Background Gene expression signatures for the prediction of differential survival of patients undergoing anti-cancer therapies are of great interest because they can be used to prospectively stratify patients entering new clinical trials, or to determine optimal treatment for patients in more routine clinical settings. Unlike prognostic signatures however, predictive signatures require training set data from clinical studies with at least two treatment arms. As two-arm studies with gene expression profiling have been rarer than similar one-arm studies, the methodology for constructing and optimizing predictive signatures has been less prominently explored than for prognostic signatures. Results Focusing on two “use cases” of two-arm clinical trials, one for metastatic colorectal cancer (CRC) patients treated with the anti-angiogenic molecule aflibercept, and the other for triple negative breast cancer (TNBC) patients treated with the small molecule iniparib, we present derivation steps and quantitative and graphical tools for the construction and optimization of signatures for the prediction of progression-free survival based on cross-validated multivariate Cox models. This general methodology is organized around two more specific approaches which we have called subtype correlation (subC) and mechanism-of-action (MOA) modeling, each of which leverage a priori knowledge of molecular subtypes of tumors or drug MOA for a given indication. The tools and concepts presented here include the so-called differential log-hazard ratio, the survival scatter plot, the hazard ratio receiver operating characteristic, the area between curves and the patient selection matrix.

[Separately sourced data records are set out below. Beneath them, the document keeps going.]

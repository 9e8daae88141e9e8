//! Retry policy implementation with linear backoff.
//!
//! Operations report each attempt as a tagged [`Attempt`], so the decision to
//! retry lives with the caller that understands the failure and the loop here
//! only counts, sleeps and gives up.

use std::{fmt::Display, future::Future, time::Duration};
use tracing::{debug, warn};

/// Outcome of a single attempt of a retried operation.
#[derive(Debug)]
pub enum Attempt<T, E> {
    /// The operation succeeded.
    Success(T),
    /// The operation failed transiently and may be re-issued unchanged.
    Retryable(E),
    /// The operation failed and must not be re-issued.
    Fatal(E),
}

impl<T, E> Attempt<T, E> {
    /// Tag a result using the given retryability classifier.
    pub fn classify(result: Result<T, E>, is_retryable: impl FnOnce(&E) -> bool) -> Self {
        match result {
            Ok(value) => Self::Success(value),
            Err(error) if is_retryable(&error) => Self::Retryable(error),
            Err(error) => Self::Fatal(error),
        }
    }
}

/// Terminal failure of a retried operation.
#[derive(Debug)]
pub enum RetryError<E> {
    /// A non-retryable failure surfaced; no further attempts were made.
    Fatal(E),
    /// Every attempt failed transiently.
    Exhausted {
        /// Number of attempts made
        attempts: u32,
        /// Error reported by the last attempt
        last: E,
    },
}

/// Retry policy configuration.
#[derive(Debug, Clone)]
pub struct RetryConfig {
    /// Maximum number of attempts, the first one included
    pub max_retries: u32,
    /// Multiplier applied to the attempt number
    pub backoff_factor: u32,
    /// Time unit the backoff is expressed in
    pub backoff_unit: Duration,
}

impl Default for RetryConfig {
    fn default() -> Self {
        Self {
            max_retries: 5,
            backoff_factor: 2,
            backoff_unit: Duration::from_secs(1),
        }
    }
}

impl RetryConfig {
    /// Set the maximum number of attempts.
    #[must_use]
    pub const fn with_max_retries(mut self, max_retries: u32) -> Self {
        self.max_retries = max_retries;
        self
    }

    /// Set the backoff factor.
    #[must_use]
    pub const fn with_backoff_factor(mut self, factor: u32) -> Self {
        self.backoff_factor = factor;
        self
    }

    /// Set the backoff time unit.
    #[must_use]
    pub const fn with_backoff_unit(mut self, unit: Duration) -> Self {
        self.backoff_unit = unit;
        self
    }
}

/// Retry policy for executing operations with automatic retries.
#[derive(Debug, Clone, Default)]
pub struct RetryPolicy {
    config: RetryConfig,
}

impl RetryPolicy {
    /// Create a new retry policy with the given configuration.
    #[must_use]
    pub const fn new(config: RetryConfig) -> Self {
        Self { config }
    }

    /// Calculate the delay before re-issuing after `attempt` failures.
    ///
    /// The delay grows linearly: `factor × attempt × unit`, saturating at
    /// [`Duration::MAX`].
    #[must_use]
    pub fn delay_for_attempt(&self, attempt: u32) -> Duration {
        self.config
            .backoff_unit
            .checked_mul(self.config.backoff_factor.saturating_mul(attempt))
            .unwrap_or(Duration::MAX)
    }

    /// Execute an async operation, sleeping on the tokio timer between attempts.
    ///
    /// # Errors
    ///
    /// Returns [`RetryError::Fatal`] on the first fatal attempt and
    /// [`RetryError::Exhausted`] once `max_retries` attempts were retryable.
    pub async fn execute<F, Fut, T, E>(&self, operation: F) -> Result<T, RetryError<E>>
    where
        F: FnMut(u32) -> Fut,
        Fut: Future<Output = Attempt<T, E>>,
        E: Display,
    {
        self.execute_with_sleep(operation, tokio::time::sleep).await
    }

    /// Execute an async operation with a caller-supplied sleep.
    ///
    /// The operation receives the 0-indexed attempt number.
    ///
    /// # Errors
    ///
    /// Same as [`RetryPolicy::execute`].
    pub async fn execute_with_sleep<F, Fut, T, E, S, SFut>(
        &self,
        mut operation: F,
        mut sleep: S,
    ) -> Result<T, RetryError<E>>
    where
        F: FnMut(u32) -> Fut,
        Fut: Future<Output = Attempt<T, E>>,
        E: Display,
        S: FnMut(Duration) -> SFut,
        SFut: Future<Output = ()>,
    {
        let mut attempt = 0;
        loop {
            match operation(attempt).await {
                Attempt::Success(value) => return Ok(value),
                Attempt::Fatal(error) => return Err(RetryError::Fatal(error)),
                Attempt::Retryable(error) => {
                    warn!(attempt, error = %error, "Transient failure, retrying");
                    attempt += 1;
                    if attempt >= self.config.max_retries {
                        return Err(RetryError::Exhausted {
                            attempts: attempt,
                            last: error,
                        });
                    }
                    let delay = self.delay_for_attempt(attempt);
                    debug!(delay_ms = delay.as_millis(), "Backing off");
                    sleep(delay).await;
                }
            }
        }
    }
}
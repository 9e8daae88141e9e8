//! fetch-vault-credentials: expose a Vault secret as environment variables.

use std::io::{self, IsTerminal};
use std::process::ExitCode;

use anyhow::Context;
use clap::Parser;
use tracing::debug;

use rust_common::init_tracing;
use vault_env::{
    VaultClient, VaultConfig,
    cli::{Cli, Commands},
    launch::{exit_code, launch},
    write_secret,
};

#[tokio::main(flavor = "current_thread")]
async fn main() -> anyhow::Result<ExitCode> {
    let cli = Cli::parse();
    init_tracing(&cli.tracing_config());

    let config = VaultConfig::from_env()?;
    let client = VaultClient::new(config)?;

    let token = client.authenticate().await?;
    let secret = client.fetch_secret(&token).await?;

    let action = cli.action();
    match action {
        Commands::Exec { command } => {
            let status = launch(&secret, &command).await?;
            debug!(%status, "Child process exited");
            Ok(ExitCode::from(exit_code(status)))
        }
        printing => {
            let format = printing.output_format().unwrap_or_default();
            let stdout = io::stdout();
            let is_terminal = stdout.is_terminal();
            write_secret(&secret, format, &mut stdout.lock(), is_terminal)
                .context("Failed to emit Vault secret")?;
            Ok(ExitCode::SUCCESS)
        }
    }
}
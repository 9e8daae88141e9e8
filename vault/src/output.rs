//! Rendering a fetched secret for shell consumption.
//!
//! Output is meant for `eval`/`source`, never for a human reading a terminal:
//! [`write_secret`] writes nothing when the destination is a TTY so secret
//! values stay out of scrollback and session recordings.

use crate::{
    error::{VaultError, VaultResult},
    secrets::SecretDocument,
};
use once_cell::sync::Lazy;
use regex::Regex;
use secrecy::ExposeSecret;
use std::{borrow::Cow, io::Write};
use tracing::warn;

#[allow(clippy::unwrap_used)]
static VALID_KEY: Lazy<Regex> = Lazy::new(|| Regex::new(r"^[A-Z0-9_]+$").unwrap());

#[allow(clippy::unwrap_used)]
static SHELL_UNSAFE: Lazy<Regex> = Lazy::new(|| Regex::new(r"[^A-Za-z0-9_@%+=:,./-]").unwrap());

/// How a secret is rendered.
#[derive(Debug, Clone, Copy, Default, PartialEq, Eq)]
pub enum OutputFormat {
    /// An `echo` summary line followed by one quoted `export` statement
    #[default]
    Export,
    /// One raw `KEY=VALUE` line per entry
    Env,
}

/// Check that a key is usable as an environment variable name.
///
/// # Errors
///
/// Returns [`VaultError::InvalidKey`] unless the key matches `^[A-Z0-9_]+$`.
pub fn validate_key(key: &str) -> VaultResult<()> {
    if VALID_KEY.is_match(key) {
        Ok(())
    } else {
        Err(VaultError::InvalidKey(key.to_string()))
    }
}

/// Check every key of a document, stopping at the first invalid one.
///
/// # Errors
///
/// Returns [`VaultError::InvalidKey`] naming the first offending key.
pub fn validate_keys(doc: &SecretDocument) -> VaultResult<()> {
    doc.keys().try_for_each(validate_key)
}

/// Quote a string for a POSIX shell.
///
/// Strings made only of characters a shell never interprets are returned
/// unchanged. Anything else is wrapped in single quotes with each embedded
/// single quote spliced in as `'"'"'`. The empty string becomes `''`.
#[must_use]
pub fn shell_quote(value: &str) -> Cow<'_, str> {
    if value.is_empty() {
        return Cow::Borrowed("''");
    }
    if !SHELL_UNSAFE.is_match(value) {
        return Cow::Borrowed(value);
    }
    Cow::Owned(format!("'{}'", value.replace('\'', r#"'"'"'"#)))
}

/// Quote a value so it always appears single-quoted on the `export` line.
fn quote_literal(value: &str) -> String {
    let quoted = shell_quote(value);
    if quoted.starts_with('\'') {
        quoted.into_owned()
    } else {
        format!("'{quoted}'")
    }
}

/// Render a document as output lines.
///
/// All keys are validated before anything is rendered. An empty document
/// renders no lines, since a bare `export` would list the whole environment.
///
/// # Errors
///
/// Returns [`VaultError::InvalidKey`] if any key fails validation.
pub fn render(doc: &SecretDocument, format: OutputFormat) -> VaultResult<Vec<String>> {
    validate_keys(doc)?;

    if doc.is_empty() {
        warn!("Vault secret has no entries; nothing to export");
        return Ok(Vec::new());
    }

    let lines = match format {
        OutputFormat::Export => {
            let names = doc
                .keys()
                .map(|k| format!("'{k}'"))
                .collect::<Vec<_>>()
                .join(", ");
            let assignments = doc
                .iter()
                .map(|(k, v)| format!("'{k}'={}", quote_literal(v.expose_secret())))
                .collect::<Vec<_>>()
                .join(" ");
            vec![
                format!("echo \"Setting environment variables from Vault: {names}\""),
                format!("export {assignments}"),
            ]
        }
        OutputFormat::Env => doc
            .iter()
            .map(|(k, v)| format!("{k}={}", v.expose_secret()))
            .collect(),
    };

    Ok(lines)
}

/// Write a rendered document, unless the destination is a terminal.
///
/// Returns the number of lines written.
///
/// # Errors
///
/// Returns [`VaultError::InvalidKey`] before writing anything if a key is
/// invalid, or [`VaultError::Io`] if writing fails.
pub fn write_secret<W: Write>(
    doc: &SecretDocument,
    format: OutputFormat,
    out: &mut W,
    is_terminal: bool,
) -> VaultResult<usize> {
    let lines = render(doc, format)?;

    if is_terminal {
        warn!("Refusing to print secrets to a terminal; pipe or eval the output instead");
        return Ok(0);
    }

    for line in &lines {
        writeln!(out, "{line}")?;
    }
    out.flush()?;
    Ok(lines.len())
}

#[cfg(test)]
mod tests {
    use super::*;

    fn sample() -> SecretDocument {
        [("KEY1", "VALUE1"), ("KEY2", "VALUE2")].into_iter().collect()
    }

    fn written(doc: &SecretDocument, format: OutputFormat, tty: bool) -> (VaultResult<usize>, String) {
        let mut buf = Vec::new();
        let result = write_secret(doc, format, &mut buf, tty);
        (result, String::from_utf8(buf).unwrap())
    }

    #[test]
    fn test_export_output() {
        let (result, out) = written(&sample(), OutputFormat::Export, false);

        assert_eq!(result.unwrap(), 2);
        assert_eq!(
            out,
            "echo \"Setting environment variables from Vault: 'KEY1', 'KEY2'\"\n\
             export 'KEY1'='VALUE1' 'KEY2'='VALUE2'\n"
        );
    }

    #[test]
    fn test_env_output() {
        let (result, out) = written(&sample(), OutputFormat::Env, false);

        assert_eq!(result.unwrap(), 2);
        assert_eq!(out, "KEY1=VALUE1\nKEY2=VALUE2\n");
    }

    #[test]
    fn test_nothing_written_to_terminal() {
        for format in [OutputFormat::Export, OutputFormat::Env] {
            let (result, out) = written(&sample(), format, true);
            assert_eq!(result.unwrap(), 0);
            assert!(out.is_empty());
        }
    }

    #[test]
    fn test_invalid_key_aborts_before_output() {
        let doc: SecretDocument = [("KEY1", "VALUE1"), ("Key2", "VALUE2")].into_iter().collect();

        for format in [OutputFormat::Export, OutputFormat::Env] {
            let (result, out) = written(&doc, format, false);
            assert!(matches!(result, Err(VaultError::InvalidKey(ref k)) if k == "Key2"));
            assert!(out.is_empty());
        }
    }

    #[test]
    fn test_validate_key() {
        assert!(validate_key("DATABASE_URL").is_ok());
        assert!(validate_key("_1").is_ok());
        assert!(validate_key("123").is_ok());

        assert!(validate_key("").is_err());
        assert!(validate_key("Key2").is_err());
        assert!(validate_key("KEY-2").is_err());
        assert!(validate_key("KEY 2").is_err());
        assert!(validate_key("KEY2\n").is_err());
        assert!(validate_key("KÉY").is_err());
    }

    #[test]
    fn test_shell_quote() {
        assert_eq!(shell_quote(""), "''");
        assert_eq!(shell_quote("plain-value_1.2/3"), "plain-value_1.2/3");
        assert_eq!(shell_quote("two words"), "'two words'");
        assert_eq!(shell_quote("$HOME"), "'$HOME'");
        assert_eq!(shell_quote("it's"), r#"'it'"'"'s'"#);
    }

    #[test]
    fn test_quoted_values_are_not_wrapped_twice() {
        assert_eq!(quote_literal("VALUE1"), "'VALUE1'");
        assert_eq!(quote_literal(""), "''");
        assert_eq!(quote_literal("a b"), "'a b'");
        assert_eq!(quote_literal("'"), r#"''"'"''"#);
    }

    #[test]
    fn test_export_escapes_values() {
        let doc: SecretDocument = [("PASSWORD", "p@ss word;rm -rf"), ("QUOTE", "don't")]
            .into_iter()
            .collect();
        let lines = render(&doc, OutputFormat::Export).unwrap();

        assert_eq!(
            lines[1],
            r#"export 'PASSWORD'='p@ss word;rm -rf' 'QUOTE'='don'"'"'t'"#
        );
    }

    #[test]
    fn test_empty_document_renders_nothing() {
        let (result, out) = written(&SecretDocument::new(), OutputFormat::Export, false);
        assert_eq!(result.unwrap(), 0);
        assert!(out.is_empty());
    }
}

In the CRC use case for instance, the resulting signature stratifies the patient population into “sensitive” and “relatively-resistant” groups achieving a more than two-fold difference in the aflibercept-to-control hazard ratios across signature-defined patient groups. Through cross-validation and resampling the probability of generalization of the signature to similar CRC data sets is predicted to be high. Conclusions The tools presented here should be of general use for building and using predictive multivariate signatures in oncology and in other therapeutic areas.